■ **RECORDS SUPPLIED**:
>>>>

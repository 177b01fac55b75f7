pub(crate) mod footer;
pub(crate) mod format;
pub(crate) mod packer;
pub(crate) mod reader;
pub(crate) mod version;
pub(crate) mod writer;

pub use footer::{has_package, locate, EmbedFooter, Location, FOOTER_SIZE};
pub use format::{
    normalize_path, pad_len, DirEntry, Entry, Layout, PackHeader, DEFAULT_ALIGNMENT, MAGIC_NUMBER,
    MAX_PACK_FORMAT, MAX_PATH_LENGTH, MD5_SIZE, PACK_DIR_ENCRYPTED, PACK_REL_FILEBASE,
    RESERVED_FIELDS,
};
pub use packer::{ArchivePacker, PackOptions};
pub use reader::{archive_path_to_relative, ArchiveInfo, ArchiveReader, ExtractSummary};
pub use version::{PackVersion, VERSION_SIZE};
pub use writer::{PackPlan, PackWriter, MAX_ALIGNMENT};
//! gdpck-rs: read, write and transform Godot `.pck` packages
//!
//! Supports pack formats 0 through 2 (Godot 2, 3 and 4), standalone or
//! appended to a game executable, and provides crash-safe executable
//! transforms:
//! - rip an embedded package out of an executable
//! - merge a standalone package into an executable
//! - split an executable into an executable + package pair
//! - rewrite a package's version in place
//!
//! # Example
//!
//! ```no_run
//! use gdpck_rs::{scan_dir, ArchivePacker, ArchiveReader, PackOptions, PackVersion};
//! use std::path::Path;
//!
//! // Pack a project directory
//! let files = scan_dir(Path::new("project"))?;
//! let options = PackOptions::new(PackVersion::parse("1.3.4.2")?);
//! ArchivePacker::new(options).pack(Path::new("game.pck"), &files, None)?;
//!
//! // Read it back
//! let mut reader = ArchiveReader::open("game.pck")?;
//! let data = reader.read_file("res://project.godot")?;
//! println!("project.godot: {} bytes", data.len());
//! # Ok::<(), gdpck_rs::PckError>(())
//! ```

// Core modules
pub mod archive;
pub mod config;
pub mod error;
pub mod fsutil;
pub mod lock;
pub mod report;
pub mod scan;
pub mod transform;
pub mod util;

// Re-export commonly used types
pub use archive::{
    ArchiveInfo, ArchivePacker, ArchiveReader, Entry, ExtractSummary, Layout, PackOptions,
    PackVersion, DEFAULT_ALIGNMENT, MAGIC_NUMBER,
};
pub use config::PackConfig;
pub use error::{PckError, Result};
pub use report::Report;
pub use scan::{scan_dir, scan_dir_with, FileToPack, ScanOptions};
pub use transform::{change_version, merge, rip, split};
pub use util::{size_suffix, wildcard_match};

<<<<

■ **TASK DIRECTIONS**: Wherever the word "into" turns up in the records above, copy the line that holds it.

■ **TASK ANSWER**:
//! - merge a standalone package into an executable
//! - split an executable into an executable + package pair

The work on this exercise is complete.